Not long after, news breaks of the impending closure of a factory not altogether far from the shop Valeri was recently fired from, a brief note made on the screens of the hundreds of men put out of work. Left unannounced but widely understood is the factory’s new home half a world away, to be manned not by men but by children, as so many factories already moved are manned, paid a fraction the wages British workers were paid. But the game’s afoot. In the morning a new gathering takes place, occupying the square around Victory Monument as all the others have, only this time the gathering fills the air with singing and shouting of slogans in one voice. It’s as though someone has begun to manipulate these people like a skilled conductor slowly teasing a symphony from his orchestra. And he’s almost got it. In this advanced stage of historical development, the way of things seems strong as ever, the wealthy man’s power so firmly entrenched that it seems as though it’s always been. As the storm troopers take their positions it becomes lost in the moment that they’re wearing the insignia of a forbidden army, one thought lost to the pages of a long-dead history. As these storm troopers look on, the working man assails himself against an imaginary foe, never more confident in his own assured tomorrow, losing sight of another’s today.
10. Days of Rage
There’s trouble in the streets.

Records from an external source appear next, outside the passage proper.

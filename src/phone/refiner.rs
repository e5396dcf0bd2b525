//! Boundary correction for accepted candidates.
//!
//! Each positive rule pairs a pattern with a [`HandleKind`]. The pattern first
//! acts as a gate (it must match the candidate or the message), then the
//! handler decides which spans to report.

use super::{MatchedPhone, PhoneCandidate, PhoneNumberLibrary};
use crate::Span;
use crate::engine::CompiledPattern;
use crate::text::{slice, starts_with_bracket, strip_one_bracket};
use serde::Deserialize;

pub const DEFAULT_SLANT_REGION: &str = "CN";

pub const DEFAULT_BLANK_EXCLUSIONS: [&str; 1] = ["5201314"];

#[derive(Debug, Clone, Copy, Default, PartialEq, Eq, Hash, Deserialize)]
pub enum HandleKind {
    /// Gate only: reports the `[0, 1)` placeholder.
    #[default]
    Default,
    /// The candidate itself, minus a leading bracket.
    Operator,
    /// The rule's match inside the candidate, unless it is a known non-number.
    Blank,
    /// Two short numbers separated by `/` or `|`.
    Slant,
    /// A longer match in the message that starts with the candidate.
    StartWithMobile,
    /// A longer match in the message that ends with the candidate.
    EndWithMobile,
}

#[derive(Debug, Clone)]
pub struct PhoneBoundaryRefiner {
    pattern: CompiledPattern,
    handle: HandleKind,
    slant_region: String,
    blank_exclusions: Vec<String>,
}

impl PhoneBoundaryRefiner {
    pub fn new(pattern: CompiledPattern, handle: HandleKind) -> Self {
        PhoneBoundaryRefiner {
            pattern,
            handle,
            slant_region: DEFAULT_SLANT_REGION.to_string(),
            blank_exclusions: DEFAULT_BLANK_EXCLUSIONS.iter().map(|s| s.to_string()).collect(),
        }
    }

    /// Region used to parse the halves of a slash-separated pair.
    pub fn with_slant_region(mut self, region: impl Into<String>) -> Self {
        self.slant_region = region.into();
        self
    }

    /// Exact strings the `Blank` handler never reports.
    pub fn with_blank_exclusions(mut self, exclusions: Vec<String>) -> Self {
        self.blank_exclusions = exclusions;
        self
    }

    pub fn handle(&self) -> HandleKind {
        self.handle
    }

    /// Zero, one or two corrected spans for `candidate`, in `message` offsets.
    pub fn refine(
        &self,
        candidate: &PhoneCandidate,
        message: &str,
        library: &dyn PhoneNumberLibrary,
    ) -> Vec<MatchedPhone> {
        let gated =
            self.pattern.is_match(strip_one_bracket(&candidate.raw)) || self.pattern.is_match(message);
        if !gated {
            return Vec::new();
        }
        match self.handle {
            HandleKind::Default => vec![MatchedPhone::new(Span::new(0, 1), "")],
            HandleKind::Operator => self.operator(candidate),
            HandleKind::Blank => self.blank(candidate),
            HandleKind::Slant => self.slant(candidate, library),
            HandleKind::StartWithMobile => self.around_mobile(candidate, message, true),
            HandleKind::EndWithMobile => self.around_mobile(candidate, message, false),
        }
    }

    fn operator(&self, candidate: &PhoneCandidate) -> Vec<MatchedPhone> {
        let raw = candidate.raw.as_str();
        let skip = usize::from(starts_with_bracket(raw));
        let span = Span::new(candidate.span.begin + skip, candidate.span.end);
        vec![MatchedPhone::new(span, &raw[skip..])]
    }

    fn blank(&self, candidate: &PhoneCandidate) -> Vec<MatchedPhone> {
        let raw = candidate.raw.as_str();
        let Some(found) = self.pattern.find(raw) else {
            return Vec::new();
        };
        let repeated_threes = fancy_regex!(r"(?<![-\d])(23{6,7})(?![-\d])").is_match(raw).unwrap_or(false);
        if repeated_threes || self.blank_exclusions.iter().any(|e| e == raw) {
            log::debug!("blank rule drops non-number '{raw}'");
            return Vec::new();
        }
        let begin = if starts_with_bracket(raw) { candidate.span.begin } else { candidate.span.begin + found.begin };
        vec![MatchedPhone::new(Span::new(begin, candidate.span.begin + found.end), raw)]
    }

    fn slant(&self, candidate: &PhoneCandidate, library: &dyn PhoneNumberLibrary) -> Vec<MatchedPhone> {
        let raw = candidate.raw.as_str();
        let Some(found) = self.pattern.find(raw) else {
            return Vec::new();
        };
        let halves = self.short_halves(raw, library);
        let shift = if halves.len() == 2 && found.begin == 1 { 0 } else { found.begin };
        halves
            .into_iter()
            .filter_map(|half| {
                let begin = candidate.span.begin + half.span.begin + shift;
                let end = candidate.span.begin + half.span.end;
                (begin < end).then(|| MatchedPhone::new(Span::new(begin, end), half.content))
            })
            .collect()
    }

    /// Halves around the last separator that are valid short numbers, in
    /// `raw` offsets.
    fn short_halves(&self, raw: &str, library: &dyn PhoneNumberLibrary) -> Vec<MatchedPhone> {
        let Some(split) = raw.rfind(['/', '|']) else {
            return Vec::new();
        };
        let halves = [Span::new(0, split), Span::new(split + 1, raw.len())];
        halves
            .into_iter()
            .filter_map(|span| {
                let half = slice(raw, span.begin, span.end);
                match library.parse(half, &self.slant_region) {
                    Ok(parsed) if library.is_valid_short_number(&parsed) => Some(MatchedPhone::new(span, half)),
                    Ok(_) => None,
                    Err(err) => {
                        log::debug!("slant half '{half}' not parsed: {err}");
                        None
                    }
                }
            })
            .collect()
    }

    fn around_mobile(&self, candidate: &PhoneCandidate, message: &str, at_start: bool) -> Vec<MatchedPhone> {
        let raw = candidate.raw.as_str();
        if raw.is_empty() {
            return Vec::new();
        }
        self.pattern
            .find_all(message)
            .into_iter()
            .filter_map(|m| {
                let matched = slice(message, m.begin, m.end);
                if at_start && matched.starts_with(raw) {
                    Some(Span::new(m.begin, m.begin + raw.len()))
                } else if !at_start && matched.ends_with(raw) {
                    Some(Span::new(m.end - raw.len(), m.end))
                } else {
                    None
                }
            })
            .map(|span| MatchedPhone::new(span, raw))
            .collect()
    }
}

#[cfg(test)]
mod tests {
    use super::*;
    use crate::config::EngineLimits;
    use crate::error::PhoneLibraryError;
    use crate::phone::ParsedNumber;
    use crate::phone::test_support::FakeLibrary;

    fn refiner(pattern: &str, handle: HandleKind) -> PhoneBoundaryRefiner {
        PhoneBoundaryRefiner::new(CompiledPattern::new(pattern, false, &EngineLimits::default()).unwrap(), handle)
    }

    fn spans(found: &[MatchedPhone]) -> Vec<(usize, usize)> {
        found.iter().map(|m| (m.span.begin, m.span.end)).collect()
    }

    fn candidate_in(message: &str, raw: &str) -> PhoneCandidate {
        PhoneCandidate::new(message.find(raw).unwrap(), raw)
    }

    #[test]
    fn gate_must_match_candidate_or_message() {
        let lib = FakeLibrary::default();
        let r = refiner(r"\bhotline\b", HandleKind::Operator);
        let message = "call 95588 today";
        assert!(r.refine(&candidate_in(message, "95588"), message, &lib).is_empty());

        let message = "hotline 95588";
        assert_eq!(spans(&r.refine(&candidate_in(message, "95588"), message, &lib)), vec![(8, 13)]);
    }

    #[test]
    fn default_is_a_placeholder() {
        let lib = FakeLibrary::default();
        let message = "dial 10086";
        let found = refiner(r"\d+", HandleKind::Default).refine(&candidate_in(message, "10086"), message, &lib);
        assert_eq!(spans(&found), vec![(0, 1)]);
        assert!(found[0].is_placeholder());
    }

    #[test]
    fn operator_skips_the_opening_bracket() {
        let lib = FakeLibrary::default();
        let message = "operator: (1008612345 ext";
        let found = refiner(r"\d{5,}", HandleKind::Operator).refine(
            &candidate_in(message, "(1008612345"),
            message,
            &lib,
        );
        assert_eq!(spans(&found), vec![(11, 21)]);
        assert_eq!(found[0].content, "1008612345");
    }

    #[test]
    fn blank_rejects_known_non_numbers() {
        let lib = FakeLibrary::default();
        let r = refiner(r"\d{3} ?\d{4}", HandleKind::Blank);
        for noise in ["5201314", "2333333", "23333333"] {
            let message = format!("haha {noise}");
            assert!(r.refine(&candidate_in(&message, noise), &message, &lib).is_empty(), "{noise}");
        }
        let message = "room 12-2333333";
        assert_eq!(spans(&r.refine(&candidate_in(message, "12-2333333"), message, &lib)), vec![(8, 15)]);

        let message = "tel (021 5555";
        assert_eq!(spans(&r.refine(&candidate_in(message, "(021 5555"), message, &lib)), vec![(4, 13)]);

        let custom = refiner(r"\d{7}", HandleKind::Blank).with_blank_exclusions(vec!["1234567".into()]);
        let message = "pin 1234567 ok 5201314";
        assert!(custom.refine(&candidate_in(message, "1234567"), message, &lib).is_empty());
        assert_eq!(spans(&custom.refine(&candidate_in(message, "5201314"), message, &lib)), vec![(15, 22)]);
    }

    #[test]
    fn slant_keeps_valid_short_halves() {
        let lib = FakeLibrary::new(&[], &["67890"]);
        let r = refiner(r"\d{5}/\d{5}", HandleKind::Slant);
        let message = "call 12345/67890 now";
        let found = r.refine(&candidate_in(message, "12345/67890"), message, &lib);
        assert_eq!(spans(&found), vec![(11, 16)]);
        assert_eq!(found[0].content, "67890");

        let both = FakeLibrary::new(&[], &["12345", "67890"]);
        let message = "call 12345|67890";
        assert!(r.refine(&candidate_in(message, "12345|67890"), message, &both).is_empty());
        let pipe = refiner(r"\d{5}\|\d{5}", HandleKind::Slant);
        assert_eq!(spans(&pipe.refine(&candidate_in(message, "12345|67890"), message, &both)), vec![(5, 10), (11, 16)]);

        let message = "no separator 12345";
        assert!(r.refine(&candidate_in(message, "12345"), message, &both).is_empty());
    }

    #[test]
    fn slant_region_is_configurable() {
        #[derive(Debug)]
        struct RegionLibrary;
        impl PhoneNumberLibrary for RegionLibrary {
            fn parse(&self, number: &str, region: &str) -> Result<ParsedNumber, PhoneLibraryError> {
                if region != "HK" {
                    return Err(PhoneLibraryError::UnknownRegion(region.to_string()));
                }
                Ok(ParsedNumber {
                    country_code: 852,
                    national_number: number.parse().unwrap_or(0),
                    raw_input: number.to_string(),
                    region: region.to_string(),
                })
            }
            fn is_valid_number(&self, _: &ParsedNumber) -> bool {
                false
            }
            fn is_valid_short_number(&self, _: &ParsedNumber) -> bool {
                true
            }
            fn is_possible_short_number_for_region(&self, _: &ParsedNumber, _: &str) -> bool {
                true
            }
        }
        let message = "999/112";
        let candidate = PhoneCandidate::new(0, message);
        let r = refiner(r"\d+/\d+", HandleKind::Slant);
        assert!(r.refine(&candidate, message, &RegionLibrary).is_empty());
        let hk = r.with_slant_region("HK");
        assert_eq!(spans(&hk.refine(&candidate, message, &RegionLibrary)), vec![(0, 3), (4, 7)]);
    }

    #[test]
    fn mobile_prefix_and_suffix_runs() {
        let lib = FakeLibrary::default();
        let message = "tel: 13812345678-800 or 010-13812345678";
        let mobile = "13812345678";

        let start = refiner(r"\d{11}-\d{3}", HandleKind::StartWithMobile);
        let found = start.refine(&PhoneCandidate::new(5, mobile), message, &lib);
        assert_eq!(spans(&found), vec![(5, 16)]);

        let end = refiner(r"\d{3}-\d{11}", HandleKind::EndWithMobile);
        let found = end.refine(&PhoneCandidate::new(28, mobile), message, &lib);
        assert_eq!(spans(&found), vec![(28, 39)]);
    }
}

The sound of horns braying and of men angrily shouting slogans fills the air among the crowd gathered not far from the city centre. There’s always trouble in the streets, but today those troubles have surged to the forefront, if only for a short time. The face of our common enemy appears calm, dispassionate as he methodically contains the anger venting in the streets. He’s done this before, many, many times. Standing in front of the crowd, he adopts a wide stance and readies his truncheon and shield. But it’s more for show than anything else. His is a routine well-rehearsed, his nerves steady and his motions smooth, rhythmic, his work a ritual requiring him only to allow his body to re-enact from memory. After the speaker at the hall filled the polytechnic’s students with old ways of thinking, Sean Morrison has joined the crowd. To him, this is their occupation, a moment when they have seized control of the streets and deprived the enemy of the control they’ve had for too long. But when the end comes, they will yield control back to the enemy, having won little for their cause. It’s a frustrating cycle, and in the streets Sean can’t foresee an end to it, looking into the future revealing only still more occupations to end in yielding control all the same. Little does he know the mysterious speaker at the hall has this in mind; it’s important the pressure is kept unrelenting in the mounting struggle against the way of things.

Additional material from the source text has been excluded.